Taken together, the pattern across all six indicators points to the same conclusion: businesses see current weakness as a trough, not a trend. But the price-side expectations complicate the picture. If businesses follow through on plans to raise output prices while input costs keep climbing, the Fed faces a scenario where the labor market stabilizes but inflation pressures do not fade.
5. AI Adoption: Early Signal
The BTOS also asks businesses whether they used Artificial Intelligence in the past two weeks and whether they expect to in the next six months. Nationally, 18.2% of businesses reported current AI usage, with 21.8% expecting to use AI over the coming six months. The gap between current and expected adoption suggests AI integration is still accelerating, though from a relatively modest base. Among sectors currently using AI, Professional Services leads at 34%, followed by Information (30%) and Finance & Insurance (30%), while goods-producing sectors like Construction (11%) and Manufacturing (14%) trail significantly. This is early data from an experimental survey, but the sector-level variation is worth watching as the BTOS continues to track adoption over time.
What It Means
The hiring pullback is broad and intentional, not distress-driven. Businesses are holding steady on performance while managing elevated input costs by limiting headcount growth. They expect conditions to improve over the next six months, but also expect prices to keep rising.
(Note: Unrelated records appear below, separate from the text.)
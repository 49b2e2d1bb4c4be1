//! GraphQL scalar definitions.

use std::{fmt, marker::PhantomData, str::FromStr};

use juniper::{
    GraphQLType, InputValue, ParseScalarResult, ParseScalarValue, ScalarToken,
    ScalarValue, Value,
};

/// Strategy for `#[graphql(with = ..)]` attribute, representing a newtype
/// over a domain type `As` as a GraphQL string.
///
/// The string is produced by the [`Display`] impl of `As` and parsed back by
/// its [`FromStr`] impl, so the domain type stays the only place validating
/// its values. The newtype must implement [`AsRef`] and [`TryFrom`] for `As`.
///
/// [`Display`]: fmt::Display
#[derive(Debug)]
pub struct Via<As>(PhantomData<As>);

impl<As> Via<As> {
    /// Outputs the provided `value` as a GraphQL string.
    pub fn to_output<T, S>(value: &T) -> Value<S>
    where
        As: fmt::Display,
        T: AsRef<As>,
        S: ScalarValue,
    {
        Value::from(value.as_ref().to_string())
    }

    /// Parses the provided GraphQL `input` string.
    ///
    /// # Errors
    ///
    /// If the `input` is not a string, or the domain type rejects it.
    pub fn from_input<T, S>(input: &InputValue<S>) -> Result<T, String>
    where
        As: FromStr,
        As::Err: fmt::Display,
        T: TryFrom<As> + GraphQLType<S, TypeInfo = ()>,
        T::Error: fmt::Display,
        S: ScalarValue,
    {
        let name = T::name(&()).unwrap_or("String");
        let raw = input
            .as_string_value()
            .ok_or_else(|| format!("Expected `{name}` string, found: {input}"))?;
        raw.parse::<As>()
            .map_err(|e| format!("Invalid `{name}` \"{raw}\": {e}"))?
            .try_into()
            .map_err(|e| format!("Invalid `{name}` \"{raw}\": {e}"))
    }

    /// Parses the provided [`ScalarToken`] as a string.
    ///
    /// # Errors
    ///
    /// If the token is not a string.
    pub fn parse_token<S: ScalarValue>(
        value: ScalarToken<'_>,
    ) -> ParseScalarResult<S> {
        <String as ParseScalarValue<S>>::from_str(value)
    }
}
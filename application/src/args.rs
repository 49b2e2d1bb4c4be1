//! Command line [`Args`].

use std::path::PathBuf;

use clap::Parser;

/// Server of the golf equipment rental marketplace.
#[derive(Debug, Parser)]
#[command(version, about, long_about = None)]
pub struct Args {
    /// Path to the TOML configuration file, loaded if it exists.
    #[arg(short, long, value_name = "PATH", default_value = "config.toml")]
    pub config: PathBuf,
}

impl Args {
    /// Parses the command line [`Args`] of the current process.
    ///
    /// # Errors
    ///
    /// If the arguments are malformed, or `--help`/`--version` is requested.
    pub fn parse() -> Result<Self, clap::Error> {
        <Self as Parser>::try_parse()
    }
}

#[cfg(test)]
mod spec {
    use std::path::Path;

    use clap::Parser as _;

    use super::Args;

    #[test]
    fn defaults_config_path() {
        let args = Args::try_parse_from(["fairway"]).unwrap();

        assert_eq!(args.config, Path::new("config.toml"));
    }

    #[test]
    fn accepts_short_config_flag() {
        let args =
            Args::try_parse_from(["fairway", "-c", "/etc/fairway.toml"]).unwrap();

        assert_eq!(args.config, Path::new("/etc/fairway.toml"));
    }
}
//! [`Command`] for approving a requested [`Booking`].

use std::collections::BTreeMap;

use common::operations::{
    By, Commit, Dispatch, Lock, Select, Transact, Transacted, Update,
};
use derive_more::{Display, Error, From};
use tracerr::Traced;

use crate::{
    domain::{booking, listing, user, Booking, Listing},
    infra::{database, notification, Database, Dispatcher},
    read::booking::Occupying,
    Service,
};

use super::{create_booking::OVERLAP_CONSTRAINT, Command};

/// [`Command`] for approving a requested [`Booking`].
#[derive(Clone, Copy, Debug)]
pub struct ApproveBooking {
    /// ID of the [`Booking`] to be approved.
    pub booking_id: booking::Id,

    /// ID of the user approving the [`Booking`].
    pub initiator_id: user::Id,
}

impl<Db, Pg, Nt> Command<ApproveBooking> for Service<Db, Pg, Nt>
where
    Db: Database<Transact, Err = Traced<database::Error>>
        + Database<
            Select<By<Option<Booking>, booking::Id>>,
            Ok = Option<Booking>,
            Err = Traced<database::Error>,
        >,
    Transacted<Db>: Database<
            Lock<By<Listing, listing::Id>>,
            Err = Traced<database::Error>,
        > + Database<
            Select<By<Vec<booking::Id>, Occupying>>,
            Ok = Vec<booking::Id>,
            Err = Traced<database::Error>,
        > + Database<
            Update<booking::Transition>,
            Ok = bool,
            Err = Traced<database::Error>,
        > + Database<
            Update<(listing::Id, listing::Counter)>,
            Ok = bool,
            Err = Traced<database::Error>,
        > + Database<Commit, Err = Traced<database::Error>>,
    Nt: Dispatcher<
        Dispatch<notification::Notification>,
        Ok = (),
        Err = Traced<notification::Error>,
    >,
{
    type Ok = Booking;
    type Err = Traced<ExecutionError>;

    async fn execute(&self, cmd: ApproveBooking) -> Result<Self::Ok, Self::Err> {
        use ExecutionError as E;

        let ApproveBooking {
            booking_id,
            initiator_id,
        } = cmd;

        let mut booking = self
            .database()
            .execute(Select(By::<Option<Booking>, _>::new(booking_id)))
            .await
            .map_err(tracerr::map_from_and_wrap!(=> E))?
            .ok_or(E::BookingNotExists(booking_id))
            .map_err(tracerr::wrap!())?;
        let (_, from) = booking
            .apply(booking::Event::Approve, initiator_id)
            .map_err(tracerr::from_and_wrap!(=> E))?;

        let tx = self
            .database()
            .execute(Transact)
            .await
            .map_err(tracerr::map_from_and_wrap!(=> E))?;

        // Avoid concurrent bookings of the same `Listing`.
        tx.execute(Lock(By::new(booking.listing_id)))
            .await
            .map_err(tracerr::map_from_and_wrap!(=> E))
            .map(drop)?;

        let occupying = Occupying {
            listing_id: booking.listing_id,
            dates: booking.dates,
            except: Some(booking_id),
        };
        if !tx
            .execute(Select(By::<Vec<booking::Id>, _>::new(occupying)))
            .await
            .map_err(tracerr::map_from_and_wrap!(=> E))?
            .is_empty()
        {
            return Err(tracerr::new!(E::ListingUnavailable(
                booking.listing_id
            )));
        }

        let swapped = tx
            .execute(Update(booking::Transition {
                booking: booking.clone(),
                from,
            }))
            .await
            .map_err(|e| {
                if e.as_ref().is_exclusion_violation(OVERLAP_CONSTRAINT) {
                    tracerr::new!(E::ListingUnavailable(booking.listing_id))
                } else {
                    tracerr::map_from(e)
                }
            })?;
        if !swapped {
            return Err(tracerr::new!(E::StatusChanged(booking_id)));
        }

        _ = tx
            .execute(Update((booking.listing_id, listing::Counter::Bookings)))
            .await
            .map_err(tracerr::map_from_and_wrap!(=> E))?;

        tx.execute(Commit)
            .await
            .map_err(tracerr::map_from_and_wrap!(=> E))
            .map(drop)?;

        self.notify(
            booking.renter_id,
            notification::Template::BookingConfirmed,
            BTreeMap::from([
                ("booking_id", booking.id.to_string()),
                ("start_date", booking.dates.start().to_string()),
                ("end_date", booking.dates.end().to_string()),
            ]),
        )
        .await;

        Ok(booking)
    }
}

/// Error of [`ApproveBooking`] [`Command`] execution.
#[derive(Debug, Display, Error, From)]
pub enum ExecutionError {
    /// [`Booking`] with the provided ID does not exist.
    #[display("`Booking(id: {_0})` does not exist")]
    #[from(ignore)]
    BookingNotExists(#[error(not(source))] booking::Id),

    /// [`Database`] error.
    #[display("`Database` operation failed: {_0}")]
    Db(database::Error),

    /// [`Listing`] is already booked for (some of) the [`Booking`] dates.
    #[display("`Listing(id: {_0})` is unavailable for the requested dates")]
    #[from(ignore)]
    ListingUnavailable(#[error(not(source))] listing::Id),

    /// [`Booking`] status was changed concurrently.
    #[display("`Booking(id: {_0})` was changed concurrently")]
    #[from(ignore)]
    StatusChanged(#[error(not(source))] booking::Id),

    /// Transition is not allowed.
    #[display("{_0}")]
    Transition(booking::TransitionError),
}

#[cfg(test)]
mod spec {
    use crate::{
        domain::{
            booking::{Status, TransitionError},
            listing::{BookingMode, CancellationPolicy},
        },
        fixture::{self, dates},
        infra::notification::Template,
        Command as _,
    };

    use super::{ApproveBooking, ExecutionError};

    #[tokio::test]
    async fn owner_confirms_pending_booking() {
        let svc = fixture::service();
        let listing = fixture::listing(
            &svc,
            BookingMode::Request,
            CancellationPolicy::Flexible,
        )
        .await;
        let booking =
            fixture::booking(&svc, &listing, dates(5, 8), Status::Pending)
                .await;

        let approved = svc
            .execute(ApproveBooking {
                booking_id: booking.id,
                initiator_id: listing.owner_id,
            })
            .await
            .unwrap();

        assert_eq!(approved.status, Status::Confirmed);
        assert!(approved.confirmed_at.is_some());
        let stored = fixture::reload_booking(&svc, booking.id).await;
        assert_eq!(stored.status, Status::Confirmed);
        assert_eq!(
            fixture::reload_listing(&svc, listing.id).await.booking_count,
            1,
        );
        assert_eq!(
            svc.notifier().templates_of(booking.renter_id).await,
            [Template::BookingConfirmed],
        );
    }

    #[tokio::test]
    async fn ignores_failed_notifications() {
        let svc = fixture::service();
        let listing = fixture::listing(
            &svc,
            BookingMode::Request,
            CancellationPolicy::Flexible,
        )
        .await;
        let booking =
            fixture::booking(&svc, &listing, dates(5, 8), Status::Pending)
                .await;
        svc.notifier().set_failing(true);

        let approved = svc
            .execute(ApproveBooking {
                booking_id: booking.id,
                initiator_id: listing.owner_id,
            })
            .await
            .unwrap();

        assert_eq!(approved.status, Status::Confirmed);
        assert!(svc.notifier().sent().await.is_empty());
    }

    #[tokio::test]
    async fn renter_cannot_approve() {
        let svc = fixture::service();
        let listing = fixture::listing(
            &svc,
            BookingMode::Request,
            CancellationPolicy::Flexible,
        )
        .await;
        let booking =
            fixture::booking(&svc, &listing, dates(5, 8), Status::Pending)
                .await;

        let err = svc
            .execute(ApproveBooking {
                booking_id: booking.id,
                initiator_id: booking.renter_id,
            })
            .await
            .unwrap_err();

        assert!(matches!(
            err.as_ref(),
            ExecutionError::Transition(TransitionError::NotPermitted(..)),
        ));
    }

    #[tokio::test]
    async fn rechecks_availability() {
        let svc = fixture::service();
        let listing = fixture::listing(
            &svc,
            BookingMode::Request,
            CancellationPolicy::Flexible,
        )
        .await;
        let pending =
            fixture::booking(&svc, &listing, dates(5, 8), Status::Pending)
                .await;
        _ = fixture::booking(&svc, &listing, dates(8, 10), Status::Confirmed)
            .await;

        let err = svc
            .execute(ApproveBooking {
                booking_id: pending.id,
                initiator_id: listing.owner_id,
            })
            .await
            .unwrap_err();

        assert!(matches!(
            err.as_ref(),
            ExecutionError::ListingUnavailable(_),
        ));
        assert_eq!(
            fixture::reload_booking(&svc, pending.id).await.status,
            Status::Pending,
        );
    }

    #[tokio::test]
    async fn terminal_booking_cannot_be_approved() {
        let svc = fixture::service();
        let listing = fixture::listing(
            &svc,
            BookingMode::Request,
            CancellationPolicy::Flexible,
        )
        .await;
        let booking =
            fixture::booking(&svc, &listing, dates(5, 8), Status::Declined)
                .await;

        let err = svc
            .execute(ApproveBooking {
                booking_id: booking.id,
                initiator_id: listing.owner_id,
            })
            .await
            .unwrap_err();

        assert!(matches!(
            err.as_ref(),
            ExecutionError::Transition(TransitionError::InvalidState(
                Status::Declined,
                _,
            )),
        ));
    }
}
For the Fed: The BTOS reinforces the bind visible in the CPI and payrolls data. Businesses are not in distress, which argues against emergency cuts, but they are pulling back on hiring, which argues against further tightening. The elevated future price expectations are a complicating signal: businesses themselves anticipate more inflation ahead.
For workers: The future employees index above 50 is a cautiously positive signal. Businesses expect to hire again in coming months. But the current contraction in headcount across 18 of 20 sectors means the near-term job market remains tight from the applicant’s perspective. The risk is not mass layoffs but a hiring freeze that extends longer than expected.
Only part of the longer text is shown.